The reads_at_pas and total_reads_gene columns let you audit a proportion value: proportion = 0.8 with reads_at_pas = 2, total_reads_gene = 2.5 indicates very low coverage.

Limitations

  • Proportions are not corrected for library size differences between clusters. A gene with 100x more reads in cluster A than cluster B will have the same proportions if the PAS distribution is identical, which is the intended behavior.
  • The full long-format output can be very large for datasets with many cells and many PAS. At 10,000 cells x 20,000 PAS x 3 PAS per gene on average, the TSV can reach several GB. Consider using per_gene aggregation and filtering to expressed genes before downstream use.

shannon

Question: How heterogeneous (diverse) is the poly(A) site usage for each gene in each cell?

Output file: entropy_shannon.tsv

Algorithm

  1. For each gene (or transcript), extract counts and compute per-PAS proportions within each cell.

  2. Compute Shannon entropy per cell:

    H = -sum_i( p_i * log2(p_i) )    (in bits)

where p_i = x_i / sum_j(x_j) and the convention 0 * log2(0) = 0 is applied.

  1. Normalize to [0, 1]:

    H_norm = H / log2(N)

where N is the number of PAS in the gene or transcript. When N = 1, log2(1) = 0 and H_norm is set to NaN.

  1. Boundary cases from the code:
  2. All reads at one PAS: H = 0, H_norm = 0
  3. Uniform usage across N PAS: H = log2(N), H_norm = 1
  4. Zero-count cell: H = NaN, H_norm = NaN

Inputs and outputs

Inputs:

  • count_matrix: pd.DataFrame shape (n_pas, n_cells)
  • pas_isoform_map: dict[int, list[tuple[str, str, int, int, int]]]
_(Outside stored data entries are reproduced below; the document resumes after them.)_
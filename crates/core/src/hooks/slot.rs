//! Pointer-to-member-function decoding
//!
//! The slot tables in the SDK are the normal way to name a virtual method.
//! When an embedder only has a C++ member function pointer, this is the one
//! place that knows how each ABI encodes the vtable index in it.

use iced_x86::{Code, Decoder, DecoderOptions, Register};

use grouphook_sdk::VTableSlot;

/// Raw representation of a pointer-to-member-function
#[derive(Debug, Clone, Copy)]
pub enum MemberFnRepr<'a> {
    /// Itanium C++ ABI `{ ptr, adj }` pair
    ///
    /// For virtual functions `ptr` is one plus the byte offset of the slot.
    Itanium { ptr: usize, adj: isize },

    /// MSVC member pointers address a vcall thunk; `code` holds its first
    /// bytes and `bitness` is 32 or 64
    MsvcThunk { code: &'a [u8], bitness: u32 },
}

/// Resolve the vtable slot a member function pointer dispatches through
///
/// Returns `None` for non-virtual functions and for thunks that do not have
/// the expected `mov eax, [ecx]; jmp [eax + disp]` shape.
pub fn resolve_member_slot(repr: MemberFnRepr<'_>) -> Option<VTableSlot> {
    match repr {
        MemberFnRepr::Itanium { ptr, adj: _ } => {
            if ptr & 1 == 0 {
                return None;
            }
            Some(VTableSlot::new((ptr - 1) / std::mem::size_of::<usize>()))
        }
        MemberFnRepr::MsvcThunk { code, bitness } => decode_vcall_thunk(code, bitness),
    }
}

fn decode_vcall_thunk(code: &[u8], bitness: u32) -> Option<VTableSlot> {
    let (load, jump, this_reg, table_reg, pointer_size) = match bitness {
        64 => (Code::Mov_r64_rm64, Code::Jmp_rm64, Register::RCX, Register::RAX, 8u64),
        32 => (Code::Mov_r32_rm32, Code::Jmp_rm32, Register::ECX, Register::EAX, 4u64),
        _ => return None,
    };

    let mut decoder = Decoder::with_ip(bitness, code, 0, DecoderOptions::NONE);

    // mov rax, [rcx]
    let first = decoder.decode();
    if first.is_invalid()
        || first.code() != load
        || first.op0_register() != table_reg
        || first.memory_base() != this_reg
        || first.memory_displacement64() != 0
    {
        tracing::debug!("Unexpected vcall thunk prologue: {:?}", first.code());
        return None;
    }

    // jmp [rax + disp]
    if !decoder.can_decode() {
        return None;
    }
    let second = decoder.decode();
    if second.is_invalid() || second.code() != jump || second.memory_base() != table_reg {
        tracing::debug!("Unexpected vcall thunk jump: {:?}", second.code());
        return None;
    }

    let displacement = second.memory_displacement64();
    if displacement % pointer_size != 0 {
        return None;
    }

    Some(VTableSlot::new((displacement / pointer_size) as usize))
}
//! Tracing subscriber setup for embedders

use tracing_subscriber::EnvFilter;

use crate::config::HookConfig;

/// Default filter directive when `RUST_LOG` is unset
pub fn default_directive(config: &HookConfig) -> &'static str {
    if config.debug {
        "debug"
    } else {
        "info"
    }
}

/// Install a fmt subscriber
///
/// `RUST_LOG` takes precedence over the config. Does nothing if a global
/// subscriber is already set, so calling it on every load is fine.
pub fn init(config: &HookConfig) {
    let filter = EnvFilter::try_from_default_env()
        .unwrap_or_else(|_| EnvFilter::new(default_directive(config)));

    let _ = tracing_subscriber::fmt()
        .with_env_filter(filter)
        .with_target(false)
        .try_init();
}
Output columns in entropy_shannon.tsv:

Column Type Description
gene_id str Gene identifier
transcript_id str Transcript ID or "_gene_"
pas_ids str Semicolon-joined PAS IDs included in entropy computation
cell str Cell barcode
entropy float64 H in bits
normalized_entropy float64 H / log2(N) in [0, 1] or NaN
n_pas int Number of PAS in the gene/transcript
total_reads_gene float Sum of reads across all gene PAS (per_gene mode)

When aggregation="per_isoform", the last column is total_reads_transcript.

Tunable hyperparameters

Parameter Default CLI flag YAML key Description
pseudocount 0.0 --pdui-pseudocount pdui_pseudocount Added to each count before computing proportions. Non-zero values shift entropy toward uniformity.
aggregation "per_isoform" --isoform-agg isoform_agg "per_gene" or "per_isoform".

When entropy is informative

Entropy is most informative for genes with three or more PAS. For single-PAS genes, H = 0 always (there is no choice) and H_norm = NaN. For two-PAS genes, entropy reduces to a single number that is monotonically related to the classic PDUI, so classic is the simpler choice.

Entropy becomes interesting in pseudotime analysis or when comparing progenitor vs. differentiated cells: progenitors often show higher entropy (broader PAS usage) while terminally differentiated cells show lower entropy (focused usage at one site). Compare entropy_distribution violin plots across clusters as a first screen.

Limitations

  • Adding a pseudocount shifts entropy toward uniformity. A pseudocount of 1.0 on a gene with 2 reads (1 at each of 2 PAS) will produce the same entropy as a gene with 10,000 reads (5,000 at each). Filter low-coverage cells before relying on entropy values.
  • Entropy does not indicate which PAS is used more, only how evenly usage is spread. Combine with proportion output to identify the dominant PAS in low-entropy cells.